In Fig. 3 we show the difference \(\bar{{\mathcal {P}}}_{e \rightarrow e}^{S}-\bar{{\mathcal {P}}}_{e\rightarrow e}\) as a function of the neutrino momentum and the squared mass difference and as a function of \(p/m_1\) for fixed values of the squared mass difference. The difference between the averaged standard probability and the full one becomes \(\gtrsim 0.1\) for \(p\lesssim m_1\), indicating the influence of chiral oscillations on flavor oscillations. In the non-relativistic regime, the difference between the probabilities can be as big as \(\sim 40 \%\) for typical values of the mixing angle. Moreover, we notice that for bigger values of the mass difference, oscillations in the probability (with the momentum) are observed. This is due to the terms \(\propto f_{21} \sin \left( 4 \pi / f_{21} \right) \) in (19), which depend on the sum of the energies, and oscillate with the momentum when \(m_1\) and \(m_2\) are well separated. In the ultra-relativistic regime \(p \gg m_{2,1}\), we can expand the full averaged formula (19) with respect to \(m_{2,1}/p\) as to have

$$\begin{aligned} \bar{{\mathcal {P}}}_{e\rightarrow e}^{\mathrm{UR}}= & {} \bar{{\mathcal {P}}}_{e\rightarrow e}(p \gg m_{2,1}) =\bar{{\mathcal {P}}}_{e \rightarrow e}^{S} + \frac{\varDelta _{21}^2}{4 p^2} \cos (2 \theta )\nonumber \\&-\frac{\varSigma _{21}^2}{4 p^2} \left[ 1 - \frac{\sin ^2(2 \theta )}{2} \right] + {\mathcal {O}}[m_{1,2}^4/p^4], \end{aligned}$$

(21)

The corrections to the standard result are thus proportional to both the squared mass difference \(\varDelta _{21}^2=m_2^2 - m_1^2\) and to the squared mass sum \(\varSigma _{21}^2 = m_2^2 + m_1^2\). The inset of Fig. 3b depicts the corrections \(\bar{{\mathcal {P}}}_{e\rightarrow e}^{S}- \bar{{\mathcal {P}}}_{e\rightarrow e}^{\mathrm{UR}}\) in logarithmic scale.

Fig. 3

Difference between the averaged standard survival probability \(\bar{{\mathcal {P}}}_{e\rightarrow e}^{S}= 1 - \frac{\sin ^2\left( 2 \theta \right) }{4}\) and the full survival probability including chiral oscillation effects (19) a as a function of the state’s momentum p and of the squared mass difference \(\varDelta _{21}^2 = m_2^2 - m_1^2\) and b as a function of the momentum p for \(\varDelta _{21}^2/m_1^2 = 0.01\) (black) and 0.5 (red). The inset shows the chiral oscillations corrections for the ultra-relativistic regime as given by (21) for \(\varDelta _{21}^2/m_1^2 = 0.01\) in logarithmic scale. Other parameter as in Fig. 2

3.2 Chiral oscillations and tests for Dirac and Majorana neutrinos

Throughout the main text, we have assumed that the initial neutrino state is a left-handed chiral eigenstate, as a consequence of the properties of weak interactions, in which neutrinos are created. We do not address here questions related to the production of the initial state (such as its localization features).
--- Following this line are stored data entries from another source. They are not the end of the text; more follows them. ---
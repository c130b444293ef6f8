#![allow(clippy::unwrap_used, reason = "allow in test files")]

use std::num::NonZeroUsize;

use quickcheck_macros::quickcheck;

use super::*;

fn frame(frame_number: u32, avg_luma: i16, sc: u32) -> FrameStats {
    FrameStats {
        frame_number,
        first: frame_number == 0,
        avg_luma,
        ref_avg_luma: avg_luma,
        sc,
        pdist: 2,
        mc_tcor: 100,
        histogram: [0, 0, SUB_SAMPLES as i32, 0, 0],
        ..FrameStats::default()
    }
}

fn corrector(gop: usize) -> GopCorrector {
    GopCorrector::new(NonZeroUsize::new(gop).unwrap(), 0).unwrap()
}

fn step(corrector: &mut GopCorrector, mut stats: FrameStats, boundary: bool) -> Option<ConfirmedShot> {
    stats.shot = corrector.resolve(&stats, boundary);
    corrector.commit(stats)
}

#[test]
fn identical_frames_score_zero() {
    let stats = frame(3, 90, 10);
    assert_eq!(ShotScore::measure(&stats).total(), 0);
}

#[test]
fn hard_cut_scores_high() {
    let stats = FrameStats {
        mc_tcor: 0,
        rs_val: 100,
        cs_val: 100,
        rs_diff: 100 * RSCS_BLOCK_COUNT as u32,
        cs_diff: 100 * RSCS_BLOCK_COUNT as u32,
        histogram: [3700, 300, 219, 300, 3673],
        ..frame(1, 128, 14)
    };
    let score = ShotScore::measure(&stats);
    assert_eq!(
        score,
        ShotScore {
            tcor: 100,
            rs_cs: 100,
            histogram: 90,
            dc: 0
        }
    );
    assert_eq!(score.total(), 87);
}

#[test]
fn dc_term_saturates() {
    let stats = FrameStats {
        ref_avg_luma: 0,
        ..frame(1, 128, 0)
    };
    assert_eq!(ShotScore::measure(&stats).dc, 100);
}

#[test]
fn threshold_follows_control_level() {
    // histogram 30 + dc 10 = 40
    let stats = FrameStats {
        histogram: [SUB_SAMPLES as i32, 0, 0, 0, 0],
        ref_avg_luma: 0,
        ..frame(4, 100, 0)
    };
    assert!(classify(&stats, ControlLevel::default()).0);
    assert!(!classify(&stats, ControlLevel::try_from(4).unwrap()).0);
    assert!(classify(&stats, ControlLevel::try_from(10).unwrap()).0);
}

#[test]
fn first_frame_is_never_a_boundary() {
    let stats = FrameStats {
        histogram: [SUB_SAMPLES as i32, 0, 0, 0, 0],
        mc_tcor: -100,
        ..frame(0, 0, 0)
    };
    assert!(!classify(&stats, ControlLevel::saturating(10)).0);
}

#[test]
fn pdist_classes() {
    assert_eq!(pdist(&frame(0, 0, 100)), 0);
    let at = |tsc, sc| pdist(&FrameStats { tsc, ..frame(1, 0, sc) });
    assert_eq!(at(0, 100), 4);
    assert_eq!(at(20, 0), 1);
    assert_eq!(at(3, 30), 3);
    assert_eq!(at(16, 48), 2);
}

#[test]
fn static_frames_are_repeats() {
    let mut averages = RunningAverages::default();
    let first = FrameStats {
        var: 400,
        ref_var: 400,
        ..frame(0, 80, 20)
    };
    assert_eq!(advise(&first, false, &mut averages), FrameAdvice::empty());
    assert_eq!(averages.luma, 80);

    let still = FrameStats {
        var: 400,
        ref_var: 400,
        ..frame(1, 80, 20)
    };
    let advice = advise(&still, false, &mut averages);
    assert!(advice.contains(FrameAdvice::REPEATED));
    assert!(!advice.contains(FrameAdvice::FILTER));
    assert!(advice.contains(FrameAdvice::LTR_FRIENDLY));
}

#[test]
fn luma_drift_from_the_running_average_is_not_a_repeat() {
    let still = FrameStats {
        var: 400,
        ref_var: 400,
        ..frame(12, 80, 20)
    };
    let mut settled = RunningAverages { luma: 79, sad: 0 };
    let mut drifting = RunningAverages { luma: 60, sad: 0 };

    assert!(advise(&still, false, &mut settled).contains(FrameAdvice::REPEATED));
    assert!(!advise(&still, false, &mut drifting).contains(FrameAdvice::REPEATED));
    assert_eq!(settled.luma, 79);
    assert_eq!(drifting.luma, 63);
}

#[test]
fn noisy_stable_frames_get_filter_and_denoise() {
    let mut averages = RunningAverages { luma: 80, sad: 4 };
    let stats = FrameStats {
        afd: 6,
        tsc: 5,
        mc_tcor: 80,
        mcjtvar: 20,
        mv_diff: 2,
        var: 500,
        ref_var: 510,
        ..frame(7, 80, 30)
    };
    let advice = advise(&stats, false, &mut averages);
    assert!(advice.contains(FrameAdvice::DENOISE | FrameAdvice::FILTER));
    assert!(!advice.intersects(FrameAdvice::REPEATED | FrameAdvice::LTR_FRIENDLY));
    assert_eq!(averages.sad, 4);
}

#[test]
fn boundary_resets_the_averages() {
    let mut averages = RunningAverages { luma: 10, sad: 10 };
    let stats = FrameStats {
        tsc: 50,
        mc_tcor: 95,
        ..frame(9, 200, 60)
    };
    let advice = advise(&stats, true, &mut averages);
    assert!(advice.contains(FrameAdvice::LAST_IN_SHOT));
    assert!(!advice.intersects(FrameAdvice::FILTER | FrameAdvice::LTR_FRIENDLY));
    assert_eq!(averages, RunningAverages { luma: 200, sad: 50 });
}

#[test]
fn boundary_is_confirmed_one_gop_later() {
    let mut gop = corrector(5);
    assert_eq!(step(&mut gop, frame(0, 100, 10), false), None);
    assert_eq!(step(&mut gop, frame(1, 200, 40), true), None);
    assert_eq!(gop.shot_state(1), Some(ShotState::Pending));
    for f in 2..6 {
        assert_eq!(step(&mut gop, frame(f, 200, 40), false), None);
    }
    assert_eq!(gop.shot_state(1), Some(ShotState::Pending));
    let confirmed = step(&mut gop, frame(6, 200, 40), false).unwrap();
    assert_eq!(
        confirmed,
        ConfirmedShot {
            frame_number: 1,
            pdist: 2
        }
    );
    assert_eq!(gop.last_confirmed(), Some(confirmed));
    assert_eq!(gop.pending_count(), 0);
    assert_eq!(gop.shot_state(1), Some(ShotState::Confirmed));
    assert_eq!(gop.confirmed_count(), 1);
    assert_eq!(step(&mut gop, frame(7, 200, 40), false), None);
    assert_eq!(gop.last_confirmed(), Some(confirmed));

    for f in 8..11 {
        step(&mut gop, frame(f, 200, 40), false);
    }
    assert_eq!(gop.confirmed_count(), 1);
    step(&mut gop, frame(11, 200, 40), false);
    assert_eq!(gop.confirmed_count(), 0);
    assert_eq!(gop.shot_state(1), None);
}

#[test]
fn confirmation_survives_frame_counter_wrap() {
    let origin = u32::MAX - 3;
    let at = |i: u32| origin.wrapping_add(i);
    let mut gop = GopCorrector::new(NonZeroUsize::new(5).unwrap(), origin).unwrap();
    step(&mut gop, frame(at(0), 100, 10), false);
    step(&mut gop, frame(at(1), 200, 40), true);
    for i in 2..6 {
        assert_eq!(step(&mut gop, frame(at(i), 200, 40), false), None);
    }
    assert_eq!(at(6), 2);
    let confirmed = step(&mut gop, frame(at(6), 200, 40), false).unwrap();
    assert_eq!(confirmed.frame_number, u32::MAX - 2);
    assert_eq!(gop.shot_state(u32::MAX - 2), Some(ShotState::Confirmed));
    assert_eq!(gop.record(at(5)).map(|r| r.frame_number), Some(1));

    for i in 7..11 {
        step(&mut gop, frame(at(i), 200, 40), false);
    }
    assert_eq!(gop.confirmed_count(), 1);
    step(&mut gop, frame(at(11), 200, 40), false);
    assert_eq!(gop.confirmed_count(), 0);
}

#[test]
fn flash_is_discarded() {
    let mut gop = corrector(10);
    for f in 0..5 {
        step(&mut gop, frame(f, 100, 20), false);
    }
    assert_eq!(gop.last_sc_detection_distance(), 5);
    step(&mut gop, frame(5, 220, 50), true);
    assert_eq!(gop.pending_count(), 1);

    let mut back = frame(6, 102, 21);
    back.shot = gop.resolve(&back, true);
    assert_eq!(back.shot, ShotState::Discarded);
    gop.commit(back);

    assert_eq!(gop.pending_count(), 0);
    assert_eq!(gop.shot_state(5), Some(ShotState::Discarded));
    assert_eq!(gop.shot_state(6), Some(ShotState::Discarded));
    assert_eq!(gop.last_sc_detection_distance(), 7);
    for f in 7..30 {
        assert_eq!(step(&mut gop, frame(f, 100, 20), false), None);
    }
}

#[test]
fn new_scene_after_a_cut_is_not_a_flash() {
    let mut gop = corrector(10);
    for f in 0..5 {
        step(&mut gop, frame(f, 100, 20), false);
    }
    step(&mut gop, frame(5, 220, 50), true);
    let mut other = frame(6, 30, 90);
    assert_eq!(gop.resolve(&other, true), ShotState::Pending);
    other.shot = ShotState::Pending;
    gop.commit(other);
    assert_eq!(gop.pending_count(), 2);
}

#[test]
fn resize_drops_pending_and_restarts_the_horizon() {
    let mut gop = corrector(30);
    step(&mut gop, frame(0, 100, 10), false);
    step(&mut gop, frame(1, 200, 40), true);
    for f in 2..10 {
        step(&mut gop, frame(f, 200, 40), false);
    }
    gop.resize(NonZeroUsize::new(15).unwrap(), 10).unwrap();
    assert_eq!(gop.pending_count(), 0);
    assert_eq!(gop.gop_size(), 15);
    assert_eq!(gop.shot_state(1), None);

    step(&mut gop, frame(10, 30, 80), true);
    for f in 11..25 {
        assert_eq!(step(&mut gop, frame(f, 30, 80), false), None);
    }
    let confirmed = step(&mut gop, frame(25, 30, 80), false).unwrap();
    assert_eq!(confirmed.frame_number, 10);
}

#[test]
fn confirmed_count_stays_within_the_ring() {
    let mut gop = corrector(4);
    for f in 0..40 {
        step(&mut gop, frame(f, (f * 40 % 250) as i16, f * 7 % 90), f % 3 == 1);
        assert!(gop.confirmed_count() <= gop.gop_size());
        assert!(gop.pending_count() <= gop.gop_size());
    }
}

#[quickcheck]
fn confirmation_waits_for_the_full_horizon(boundaries: Vec<bool>, gop: u8) -> bool {
    let gop_size = usize::from(gop % 16) + 1;
    let mut corrector = corrector(gop_size);
    let mut confirmed = Vec::new();
    for (f, &boundary) in boundaries.iter().enumerate() {
        let f = f as u32;
        // distinct scenes so the flash rule never fires
        let stats = frame(f, (f % 2 * 100) as i16, f * 13 % 200);
        if let Some(shot) = step(&mut corrector, stats, boundary && f > 0) {
            if f - shot.frame_number < gop_size as u32 || confirmed.contains(&shot.frame_number) {
                return false;
            }
            confirmed.push(shot.frame_number);
        }
    }
    true
}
In proposals for non-relativistic neutrinos detection [16,17,18], it was found that the nature of neutrinos (Dirac or Majorana) influences directly the experiment’s measurement rate. At low energies Dirac neutrinos can be detected as left-chiral and negative helicity, while Majorana neutrinos can also be detected as right-chiral and positive helicity [21]. When chiral oscillations are considered, the overall flux of detected neutrinos is halved due to chiral oscillations. As we show, Dirac neutrinos chiral oscillations exhibit a strong effect in the non-relativistic regime: oscillations from left-chiral to right-chiral become more prominent. In the case of Majorana neutrinos, the possible transition probabilities (cf. in the appendix) have the same energy dependence as in the Dirac case, and the survival/oscillation probabilities are equal to those for Dirac particles. Therefore, the measurement of non-relativistic neutrinos will unavoidably be affected by chiral oscillations and are a probe of those effects. Since both Majorana and Dirac neutrinos are subjected to chiral oscillations, in the standard scenario, chiral oscillations and their impact in other relevant quantities, such as absorption rates, can be computed once the nature of the neutrinos is known (see the discussion in [21]).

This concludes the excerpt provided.